• What the task asks: All of the data should be restated word for word.

• Supplied records:
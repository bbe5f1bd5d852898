//! Resource Broker - Generic resource-manager framework for the root task
//!
//! # Purpose
//! Every manageable object in the system (memory objects, address spaces,
//! execution contexts, block devices, files, key-value stores) is a
//! *resource* served by a resource manager. This crate is the substrate those
//! managers share: the badge codec, the refcounted registry, the generic
//! resource component, resource spaces (namespaces), the per-domain ownership
//! ledger with its cleanup policy, and the dependency-graph exporter.
//!
//! # Integration Points
//! - Depends on: Resource IPC (request/reply and extraction messages)
//! - Provides to: every resource server (they supply a [`ResourceOps`] impl)
//! - IPC endpoints: one badged endpoint per (space, client domain)
//! - Capabilities required: root task authority over the badge table
//!
//! # Architecture
//! The [`Coordinator`] is the root task. It owns the type table, the
//! [`DomainLedger`], the [`SpaceDirectory`] and one [`Manager`] per resource
//! space. Managers are single-threaded: the coordinator hands each of them
//! exactly one request at a time and routes every allocate/give/revoke event
//! through the ledger so that domain termination can release what the domain
//! held.
//!
//! ```text
//! client domain ──call(badge, request)──▶ Coordinator ──handle──▶ ResourceComponent<O>
//!                                             │                        │
//!                                   DomainLedger, SpaceDirectory   Registry<O::Object>
//! ```
//!
//! # Target
//! Unlike the kernel-facing runtime crates this one links `std`. The
//! registry sits on `std::collections::HashMap`, and the `toml` and `csv`
//! layers behind configuration and audit export need `std` as well.
//!
//! # Testing Strategy
//! - Unit tests: badge layout, registry refcounting, spaces, ledger, graph merge
//! - Property tests: badge round trip, id uniqueness across counter wrap
//! - Integration tests: allocation through the coordinator, cleanup after
//!   manager crashes, distributed extraction

pub mod badge;
pub mod component;
pub mod config;
pub mod coordinator;
pub mod graph;
pub mod ledger;
pub mod registry;
pub mod space;
pub mod types;

pub use badge::{Badge, Perms};
pub use component::{AllocId, ComponentConfig, Manager, ResourceComponent, ResourceOps};
pub use config::{BrokerConfig, ConfigError};
pub use coordinator::{CallTicket, CleanupReport, Coordinator, SpaceBinding};
pub use graph::{combine_model_states, EdgeKind, GraphEdge, GraphNode, ModelState};
pub use ledger::{CleanupPolicy, Domain, DomainLedger, DomainState, GiveOutcome, HoldRecorder};
pub use registry::{Pinned, Registry, RegistryNode, Release};
pub use space::{ResourceSpace, SpaceDirectory};
pub use types::{ResourceKey, ResourceType, ResourceTypeTable};

use resource_ipc::{IpcError, Status};
use thiserror::Error;

/// Execution/protection domain identifier
pub type DomainId = u32;

/// Resource space identifier
pub type SpaceId = u32;

/// Object identifier, unique within one registry
pub type ObjectId = u32;

/// The root task's own domain
pub const COORDINATOR_DOMAIN: DomainId = 0;

/// Space id of the coordinator's space-of-spaces
pub const SPACE_OF_SPACES: SpaceId = 0;

/// Object id carried by endpoint badges that do not name an object
pub const NULL_OBJECT: ObjectId = 0;

/// Error types for resource operations
#[derive(Debug, Error, Clone, PartialEq, Eq)]
pub enum ResourceError {
    #[error("Protocol error: {0}")]
    Protocol(String),

    #[error("Object {object} not found in space {space}")]
    ObjectNotFound { space: SpaceId, object: ObjectId },

    #[error("No live node with id {0}")]
    UnknownId(ObjectId),

    #[error("Space {0} not found")]
    SpaceNotFound(SpaceId),

    #[error("Domain {0} not found")]
    DomainNotFound(DomainId),

    #[error("Registry exhausted: every id in 1..={max} is live")]
    RegistryExhausted { max: ObjectId },

    #[error("Space {space} reached its limit of {limit} resources")]
    SpaceFull { space: SpaceId, limit: u32 },

    #[error("Resource type table is full")]
    TypeTableFull,

    #[error("{field} value {value:#x} does not fit the {bits}-bit badge field")]
    BadgeOverflow {
        field: &'static str,
        value: u64,
        bits: u32,
    },

    #[error("Id {0} is already in use")]
    DuplicateId(ObjectId),

    #[error("Policy violation: {0}")]
    PolicyViolation(String),

    #[error("Permission denied: operation needs {required:?}, badge grants {granted:?}")]
    PermissionDenied { required: Perms, granted: Perms },

    #[error("Resource manager of domain {0} is not running")]
    ManagerDead(DomainId),

    #[error("IPC error: {0}")]
    Ipc(#[from] IpcError),

    #[error("Export failed: {0}")]
    Export(String),
}

/// Error classes of the taxonomy, one per wire status
#[derive(Debug, Clone, Copy, PartialEq, Eq, Hash)]
pub enum ErrorKind {
    Protocol,
    NotFound,
    Exhaustion,
    PolicyViolation,
    PermissionDenied,
    PeerDead,
}

impl ResourceError {
    pub fn kind(&self) -> ErrorKind {
        match self {
            ResourceError::Protocol(_) | ResourceError::Export(_) => ErrorKind::Protocol,
            ResourceError::ObjectNotFound { .. }
            | ResourceError::UnknownId(_)
            | ResourceError::SpaceNotFound(_)
            | ResourceError::DomainNotFound(_) => ErrorKind::NotFound,
            ResourceError::RegistryExhausted { .. }
            | ResourceError::SpaceFull { .. }
            | ResourceError::TypeTableFull
            | ResourceError::BadgeOverflow { .. } => ErrorKind::Exhaustion,
            ResourceError::DuplicateId(_) | ResourceError::PolicyViolation(_) => {
                ErrorKind::PolicyViolation
            }
            ResourceError::PermissionDenied { .. } => ErrorKind::PermissionDenied,
            ResourceError::ManagerDead(_) => ErrorKind::PeerDead,
            ResourceError::Ipc(IpcError::Remote(status)) => match status {
                Status::NotFound => ErrorKind::NotFound,
                Status::Exhausted => ErrorKind::Exhaustion,
                Status::PolicyViolation => ErrorKind::PolicyViolation,
                Status::PermissionDenied => ErrorKind::PermissionDenied,
                Status::PeerDead => ErrorKind::PeerDead,
                Status::Ok | Status::ProtocolError => ErrorKind::Protocol,
            },
            ResourceError::Ipc(_) => ErrorKind::Protocol,
        }
    }

    /// Status code reported on the wire for this error
    pub fn status(&self) -> Status {
        match self.kind() {
            ErrorKind::Protocol => Status::ProtocolError,
            ErrorKind::NotFound => Status::NotFound,
            ErrorKind::Exhaustion => Status::Exhausted,
            ErrorKind::PolicyViolation => Status::PolicyViolation,
            ErrorKind::PermissionDenied => Status::PermissionDenied,
            ErrorKind::PeerDead => Status::PeerDead,
        }
    }
}

pub type Result<T> = core::result::Result<T, ResourceError>;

• Answer area:
repository bbe5f1bd5d852898
//! Resource Broker - Generic resource-manager framework for the root task
//!
//! # Purpose
//! Every manageable object in the system (memory objects, address spaces,
//! execution contexts, block devices, files, key-value stores) is a
//! *resource* served by a resource manager. This crate is the substrate those
//! managers share: the badge codec, the refcounted registry, the generic
//! resource component, resource spaces (namespaces), the per-domain ownership
//! ledger with its cleanup policy, and the dependency-graph exporter.
//!
//! # Integration Points
//! - Depends on: Resource IPC (request/reply and extraction messages)
//! - Provides to: every resource server (they supply a [`ResourceOps`] impl)
//! - IPC endpoints: one badged endpoint per (space, client domain)
//! - Capabilities required: root task authority over the badge table
//!
//! # Architecture
//! The [`Coordinator`] is the root task. It owns the type table, the
//! [`DomainLedger`], the [`SpaceDirectory`] and one [`Manager`] per resource
//! space. Managers are single-threaded: the coordinator hands each of them
//! exactly one request at a time and routes every allocate/give/revoke event
//! through the ledger so that domain termination can release what the domain
//! held.
//!
//! ```text
//! client domain ──call(badge, request)──▶ Coordinator ──handle──▶ ResourceComponent<O>
//!                                             │                        │
//!                                   DomainLedger, SpaceDirectory   Registry<O::Object>
//! ```
//!
//! # Target
//! Unlike the kernel-facing runtime crates this one links `std`. The
//! registry sits on `std::collections::HashMap`, and the `toml` and `csv`
//! layers behind configuration and audit export need `std` as well.
//!
//! # Testing Strategy
//! - Unit tests: badge layout, registry refcounting, spaces, ledger, graph merge
//! - Property tests: badge round trip, id uniqueness across counter wrap
//! - Integration tests: allocation through the coordinator, cleanup after
//!   manager crashes, distributed extraction

pub mod badge;
pub mod component;
pub mod config;
pub mod coordinator;
pub mod graph;
pub mod ledger;
pub mod registry;
pub mod space;
pub mod types;

pub use badge::{Badge, Perms};
pub use component::{AllocId, ComponentConfig, Manager, ResourceComponent, ResourceOps};
pub use config::{BrokerConfig, ConfigError};
pub use coordinator::{CallTicket, CleanupReport, Coordinator, SpaceBinding};
pub use graph::{combine_model_states, EdgeKind, GraphEdge, GraphNode, ModelState};
pub use ledger::{CleanupPolicy, Domain, DomainLedger, DomainState, GiveOutcome, HoldRecorder};
pub use registry::{Pinned, Registry, RegistryNode, Release};
pub use space::{ResourceSpace, SpaceDirectory};
pub use types::{ResourceKey, ResourceType, ResourceTypeTable};

use resource_ipc::{IpcError, Status};
use thiserror::Error;

/// Execution/protection domain identifier
pub type DomainId = u32;

/// Resource space identifier
pub type SpaceId = u32;

/// Object identifier, unique within one registry
pub type ObjectId = u32;

/// The root task's own domain
pub const COORDINATOR_DOMAIN: DomainId = 0;

/// Space id of the coordinator's space-of-spaces
pub const SPACE_OF_SPACES: SpaceId = 0;

/// Object id carried by endpoint badges that do not name an object
pub const NULL_OBJECT: ObjectId = 0;

/// Error types for resource operations
#[derive(Debug, Error, Clone, PartialEq, Eq)]
pub enum ResourceError {
    #[error("Protocol error: {0}")]
    Protocol(String),

    #[error("Object {object} not found in space {space}")]
    ObjectNotFound { space: SpaceId, object: ObjectId },

    #[error("No live node with id {0}")]
    UnknownId(ObjectId),

    #[error("Space {0} not found")]
    SpaceNotFound(SpaceId),

    #[error("Domain {0} not found")]
    DomainNotFound(DomainId),

    #[error("Registry exhausted: every id in 1..={max} is live")]
    RegistryExhausted { max: ObjectId },

    #[error("Space {space} reached its limit of {limit} resources")]
    SpaceFull { space: SpaceId, limit: u32 },

    #[error("Resource type table is full")]
    TypeTableFull,

    #[error("{field} value {value:#x} does not fit the {bits}-bit badge field")]
    BadgeOverflow {
        field: &'static str,
        value: u64,
        bits: u32,
    },

    #[error("Id {0} is already in use")]
    DuplicateId(ObjectId),

    #[error("Policy violation: {0}")]
    PolicyViolation(String),

    #[error("Permission denied: operation needs {required:?}, badge grants {granted:?}")]
    PermissionDenied { required: Perms, granted: Perms },

    #[error("Resource manager of domain {0} is not running")]
    ManagerDead(DomainId),

    #[error("IPC error: {0}")]
    Ipc(#[from] IpcError),

    #[error("Export failed: {0}")]
    Export(String),
}

/// Error classes of the taxonomy, one per wire status
#[derive(Debug, Clone, Copy, PartialEq, Eq, Hash)]
pub enum ErrorKind {
    Protocol,
    NotFound,
    Exhaustion,
    PolicyViolation,
    PermissionDenied,
    PeerDead,
}

impl ResourceError {
    pub fn kind(&self) -> ErrorKind {
        match self {
            ResourceError::Protocol(_) | ResourceError::Export(_) => ErrorKind::Protocol,
            ResourceError::ObjectNotFound { .. }
            | ResourceError::UnknownId(_)
            | ResourceError::SpaceNotFound(_)
            | ResourceError::DomainNotFound(_) => ErrorKind::NotFound,
            ResourceError::RegistryExhausted { .. }
            | ResourceError::SpaceFull { .. }
            | ResourceError::TypeTableFull
            | ResourceError::BadgeOverflow { .. } => ErrorKind::Exhaustion,
            ResourceError::DuplicateId(_) | ResourceError::PolicyViolation(_) => {
                ErrorKind::PolicyViolation
            }
            ResourceError::PermissionDenied { .. } => ErrorKind::PermissionDenied,
            ResourceError::ManagerDead(_) => ErrorKind::PeerDead,
            ResourceError::Ipc(IpcError::Remote(status)) => match status {
                Status::NotFound => ErrorKind::NotFound,
                Status::Exhausted => ErrorKind::Exhaustion,
                Status::PolicyViolation => ErrorKind::PolicyViolation,
                Status::PermissionDenied => ErrorKind::PermissionDenied,
                Status::PeerDead => ErrorKind::PeerDead,
                Status::Ok | Status::ProtocolError => ErrorKind::Protocol,
            },
            ResourceError::Ipc(_) => ErrorKind::Protocol,
        }
    }

    /// Status code reported on the wire for this error
    pub fn status(&self) -> Status {
        match self.kind() {
            ErrorKind::Protocol => Status::ProtocolError,
            ErrorKind::NotFound => Status::NotFound,
            ErrorKind::Exhaustion => Status::Exhausted,
            ErrorKind::PolicyViolation => Status::PolicyViolation,
            ErrorKind::PermissionDenied => Status::PermissionDenied,
            ErrorKind::PeerDead => Status::PeerDead,
        }
    }
}

pub type Result<T> = core::result::Result<T, ResourceError>;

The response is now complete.